PROBLEM |
For the entries below, report every line that includes the word "Iterator".

SOURCE MATERIAL |

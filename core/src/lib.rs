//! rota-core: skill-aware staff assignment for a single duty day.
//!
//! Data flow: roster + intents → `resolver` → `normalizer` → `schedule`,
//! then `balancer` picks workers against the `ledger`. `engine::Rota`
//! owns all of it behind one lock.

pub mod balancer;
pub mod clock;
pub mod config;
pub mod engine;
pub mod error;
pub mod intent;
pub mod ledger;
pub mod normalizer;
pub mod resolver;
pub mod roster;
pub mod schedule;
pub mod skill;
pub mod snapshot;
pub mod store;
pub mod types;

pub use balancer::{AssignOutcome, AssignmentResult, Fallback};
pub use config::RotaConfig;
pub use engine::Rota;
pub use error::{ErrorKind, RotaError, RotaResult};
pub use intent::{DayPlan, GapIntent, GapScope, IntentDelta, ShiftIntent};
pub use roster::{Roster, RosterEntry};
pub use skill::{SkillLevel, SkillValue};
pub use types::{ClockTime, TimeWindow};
* * *
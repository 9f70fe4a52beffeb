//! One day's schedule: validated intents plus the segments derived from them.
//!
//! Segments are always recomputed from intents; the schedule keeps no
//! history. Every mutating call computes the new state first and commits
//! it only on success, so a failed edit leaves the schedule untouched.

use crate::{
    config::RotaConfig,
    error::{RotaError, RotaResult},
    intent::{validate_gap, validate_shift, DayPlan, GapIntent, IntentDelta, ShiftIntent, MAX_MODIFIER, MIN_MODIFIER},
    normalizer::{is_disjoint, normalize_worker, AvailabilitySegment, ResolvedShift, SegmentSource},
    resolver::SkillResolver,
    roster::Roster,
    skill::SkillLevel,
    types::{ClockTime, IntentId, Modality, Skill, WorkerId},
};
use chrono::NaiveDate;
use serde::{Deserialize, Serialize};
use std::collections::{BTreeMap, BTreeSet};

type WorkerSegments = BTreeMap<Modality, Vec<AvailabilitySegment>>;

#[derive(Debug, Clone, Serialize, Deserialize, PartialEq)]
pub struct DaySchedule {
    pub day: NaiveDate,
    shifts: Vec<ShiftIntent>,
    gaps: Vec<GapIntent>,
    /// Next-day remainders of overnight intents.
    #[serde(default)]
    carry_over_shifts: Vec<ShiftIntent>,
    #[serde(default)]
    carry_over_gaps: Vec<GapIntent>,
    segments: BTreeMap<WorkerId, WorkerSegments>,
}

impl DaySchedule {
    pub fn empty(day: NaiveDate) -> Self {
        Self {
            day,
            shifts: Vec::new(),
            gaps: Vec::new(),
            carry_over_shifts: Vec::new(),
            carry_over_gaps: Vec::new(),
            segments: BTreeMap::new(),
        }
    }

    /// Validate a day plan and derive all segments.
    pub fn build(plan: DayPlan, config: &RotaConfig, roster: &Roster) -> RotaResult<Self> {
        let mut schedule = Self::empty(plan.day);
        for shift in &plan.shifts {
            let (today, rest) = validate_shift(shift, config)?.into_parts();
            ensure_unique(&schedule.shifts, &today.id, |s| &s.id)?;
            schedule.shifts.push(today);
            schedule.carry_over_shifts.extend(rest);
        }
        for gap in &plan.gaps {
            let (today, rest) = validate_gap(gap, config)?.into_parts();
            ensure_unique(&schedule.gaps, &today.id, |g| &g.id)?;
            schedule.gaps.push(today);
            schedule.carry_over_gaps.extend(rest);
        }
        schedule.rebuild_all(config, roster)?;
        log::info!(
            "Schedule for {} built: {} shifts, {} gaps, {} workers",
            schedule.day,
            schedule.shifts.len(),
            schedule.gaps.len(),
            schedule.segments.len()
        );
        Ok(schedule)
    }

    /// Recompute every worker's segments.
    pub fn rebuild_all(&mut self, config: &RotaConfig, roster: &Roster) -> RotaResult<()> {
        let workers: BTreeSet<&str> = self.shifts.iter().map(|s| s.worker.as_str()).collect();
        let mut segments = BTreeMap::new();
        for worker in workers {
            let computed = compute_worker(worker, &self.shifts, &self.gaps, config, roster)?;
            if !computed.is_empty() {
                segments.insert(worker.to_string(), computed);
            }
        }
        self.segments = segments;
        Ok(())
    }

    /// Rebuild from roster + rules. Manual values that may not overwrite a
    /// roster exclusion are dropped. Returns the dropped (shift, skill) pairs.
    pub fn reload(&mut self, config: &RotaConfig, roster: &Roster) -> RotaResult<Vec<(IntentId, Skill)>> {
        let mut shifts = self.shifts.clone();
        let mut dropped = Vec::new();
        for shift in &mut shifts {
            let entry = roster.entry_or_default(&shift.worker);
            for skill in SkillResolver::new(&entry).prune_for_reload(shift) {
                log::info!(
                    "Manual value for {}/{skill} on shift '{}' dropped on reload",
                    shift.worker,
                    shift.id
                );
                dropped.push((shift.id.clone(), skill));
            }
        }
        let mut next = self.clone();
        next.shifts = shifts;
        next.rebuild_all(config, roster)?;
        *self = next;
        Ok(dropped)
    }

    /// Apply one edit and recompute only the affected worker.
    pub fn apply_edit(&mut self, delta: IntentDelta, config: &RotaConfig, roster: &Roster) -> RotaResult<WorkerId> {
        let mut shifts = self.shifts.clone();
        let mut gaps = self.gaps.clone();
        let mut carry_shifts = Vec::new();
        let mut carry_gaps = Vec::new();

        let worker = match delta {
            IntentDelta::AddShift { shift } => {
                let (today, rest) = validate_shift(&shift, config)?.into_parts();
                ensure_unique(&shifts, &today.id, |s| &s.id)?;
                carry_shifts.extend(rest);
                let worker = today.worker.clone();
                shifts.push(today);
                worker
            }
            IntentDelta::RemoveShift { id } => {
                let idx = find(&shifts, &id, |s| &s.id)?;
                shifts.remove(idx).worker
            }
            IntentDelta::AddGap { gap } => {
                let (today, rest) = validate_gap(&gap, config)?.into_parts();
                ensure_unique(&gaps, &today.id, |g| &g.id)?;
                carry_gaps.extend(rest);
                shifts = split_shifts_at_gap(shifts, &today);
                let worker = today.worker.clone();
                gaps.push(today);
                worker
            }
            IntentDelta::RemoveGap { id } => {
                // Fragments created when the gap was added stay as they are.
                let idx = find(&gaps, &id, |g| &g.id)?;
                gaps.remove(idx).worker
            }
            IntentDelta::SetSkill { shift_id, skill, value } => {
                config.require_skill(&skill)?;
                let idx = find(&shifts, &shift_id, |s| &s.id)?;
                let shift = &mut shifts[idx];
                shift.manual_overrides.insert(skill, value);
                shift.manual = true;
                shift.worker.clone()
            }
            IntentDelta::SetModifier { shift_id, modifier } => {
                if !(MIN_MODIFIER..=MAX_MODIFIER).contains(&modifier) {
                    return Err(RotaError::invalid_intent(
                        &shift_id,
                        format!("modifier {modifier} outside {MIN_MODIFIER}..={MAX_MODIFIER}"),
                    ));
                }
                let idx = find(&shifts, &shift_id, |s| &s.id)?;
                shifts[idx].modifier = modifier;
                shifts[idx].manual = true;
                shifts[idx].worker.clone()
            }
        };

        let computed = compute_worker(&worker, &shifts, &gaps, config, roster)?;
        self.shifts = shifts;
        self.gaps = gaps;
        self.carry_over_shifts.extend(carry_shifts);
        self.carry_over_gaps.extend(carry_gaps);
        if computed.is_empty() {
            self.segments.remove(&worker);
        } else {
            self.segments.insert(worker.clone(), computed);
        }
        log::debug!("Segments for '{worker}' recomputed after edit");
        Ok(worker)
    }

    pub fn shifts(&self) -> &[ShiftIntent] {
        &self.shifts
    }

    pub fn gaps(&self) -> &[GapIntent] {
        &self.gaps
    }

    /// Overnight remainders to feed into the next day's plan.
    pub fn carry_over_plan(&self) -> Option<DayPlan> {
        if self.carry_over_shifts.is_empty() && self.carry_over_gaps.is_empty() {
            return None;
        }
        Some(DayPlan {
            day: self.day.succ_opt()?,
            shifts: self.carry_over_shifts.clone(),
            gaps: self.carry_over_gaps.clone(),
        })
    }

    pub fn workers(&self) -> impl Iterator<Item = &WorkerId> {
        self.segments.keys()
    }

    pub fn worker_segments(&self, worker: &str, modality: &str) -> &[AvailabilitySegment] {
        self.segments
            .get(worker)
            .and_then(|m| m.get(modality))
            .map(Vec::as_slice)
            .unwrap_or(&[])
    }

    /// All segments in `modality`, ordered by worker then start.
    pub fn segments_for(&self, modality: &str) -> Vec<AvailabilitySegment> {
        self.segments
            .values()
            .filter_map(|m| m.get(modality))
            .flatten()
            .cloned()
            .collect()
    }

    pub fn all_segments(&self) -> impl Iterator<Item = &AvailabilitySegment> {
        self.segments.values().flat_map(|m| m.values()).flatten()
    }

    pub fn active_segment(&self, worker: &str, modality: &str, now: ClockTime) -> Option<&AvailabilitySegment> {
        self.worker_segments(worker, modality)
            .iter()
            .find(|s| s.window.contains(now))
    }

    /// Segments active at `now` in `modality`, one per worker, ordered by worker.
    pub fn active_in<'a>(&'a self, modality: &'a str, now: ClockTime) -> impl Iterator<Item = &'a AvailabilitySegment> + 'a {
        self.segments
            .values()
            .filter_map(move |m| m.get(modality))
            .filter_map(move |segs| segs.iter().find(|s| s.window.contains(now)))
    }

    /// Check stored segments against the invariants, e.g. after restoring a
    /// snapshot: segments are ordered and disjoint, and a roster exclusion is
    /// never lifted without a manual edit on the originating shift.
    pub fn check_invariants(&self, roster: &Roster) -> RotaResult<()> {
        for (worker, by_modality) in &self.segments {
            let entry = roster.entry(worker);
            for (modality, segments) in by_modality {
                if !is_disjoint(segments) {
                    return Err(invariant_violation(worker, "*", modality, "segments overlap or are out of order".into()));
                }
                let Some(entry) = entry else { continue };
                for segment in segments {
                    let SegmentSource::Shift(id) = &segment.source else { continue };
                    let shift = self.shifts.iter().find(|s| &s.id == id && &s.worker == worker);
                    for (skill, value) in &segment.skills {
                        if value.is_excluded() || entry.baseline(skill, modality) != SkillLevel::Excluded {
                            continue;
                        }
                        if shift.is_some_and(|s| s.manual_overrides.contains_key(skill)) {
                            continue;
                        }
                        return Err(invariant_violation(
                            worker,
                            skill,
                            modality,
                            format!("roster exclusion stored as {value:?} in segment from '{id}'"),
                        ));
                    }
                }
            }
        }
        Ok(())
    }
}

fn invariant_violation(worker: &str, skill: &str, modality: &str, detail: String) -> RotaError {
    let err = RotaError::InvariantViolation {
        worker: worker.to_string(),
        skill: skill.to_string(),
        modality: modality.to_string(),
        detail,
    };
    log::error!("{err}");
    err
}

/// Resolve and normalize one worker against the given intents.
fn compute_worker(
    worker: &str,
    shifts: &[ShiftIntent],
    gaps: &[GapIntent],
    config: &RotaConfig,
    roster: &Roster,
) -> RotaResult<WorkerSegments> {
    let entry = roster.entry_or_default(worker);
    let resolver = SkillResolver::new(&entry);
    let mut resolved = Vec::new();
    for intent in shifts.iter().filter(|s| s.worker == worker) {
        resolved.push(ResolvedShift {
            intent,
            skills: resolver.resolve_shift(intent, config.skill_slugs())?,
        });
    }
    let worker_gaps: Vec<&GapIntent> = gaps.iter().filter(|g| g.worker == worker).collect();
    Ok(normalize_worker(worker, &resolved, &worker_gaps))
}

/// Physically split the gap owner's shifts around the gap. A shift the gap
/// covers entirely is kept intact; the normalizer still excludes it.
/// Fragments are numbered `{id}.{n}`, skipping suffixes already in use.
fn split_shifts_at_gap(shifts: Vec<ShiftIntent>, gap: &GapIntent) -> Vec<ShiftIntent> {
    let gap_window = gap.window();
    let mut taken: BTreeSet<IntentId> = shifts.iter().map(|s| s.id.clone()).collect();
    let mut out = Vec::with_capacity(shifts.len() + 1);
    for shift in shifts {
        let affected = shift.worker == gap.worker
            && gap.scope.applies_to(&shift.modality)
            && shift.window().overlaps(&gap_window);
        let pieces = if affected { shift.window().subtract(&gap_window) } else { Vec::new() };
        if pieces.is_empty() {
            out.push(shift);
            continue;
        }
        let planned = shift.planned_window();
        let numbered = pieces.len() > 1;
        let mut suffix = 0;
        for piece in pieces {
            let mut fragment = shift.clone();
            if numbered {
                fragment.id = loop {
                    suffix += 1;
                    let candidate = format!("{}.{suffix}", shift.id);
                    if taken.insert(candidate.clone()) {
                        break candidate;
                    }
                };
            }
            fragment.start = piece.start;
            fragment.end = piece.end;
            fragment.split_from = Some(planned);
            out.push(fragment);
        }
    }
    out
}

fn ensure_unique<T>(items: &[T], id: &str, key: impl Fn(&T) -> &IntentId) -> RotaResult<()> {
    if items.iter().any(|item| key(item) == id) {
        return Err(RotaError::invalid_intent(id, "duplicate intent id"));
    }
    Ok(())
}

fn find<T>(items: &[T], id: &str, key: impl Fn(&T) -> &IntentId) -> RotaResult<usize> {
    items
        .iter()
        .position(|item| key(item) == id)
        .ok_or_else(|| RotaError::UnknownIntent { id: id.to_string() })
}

SOLUTION TO THE EXERCISE |
    pub fn workers(&self) -> impl Iterator<Item = &WorkerId> {
    pub fn all_segments(&self) -> impl Iterator<Item = &AvailabilitySegment> {
    pub fn active_in<'a>(&'a self, modality: &'a str, now: ClockTime) -> impl Iterator<Item = &'a AvailabilitySegment> + 'a {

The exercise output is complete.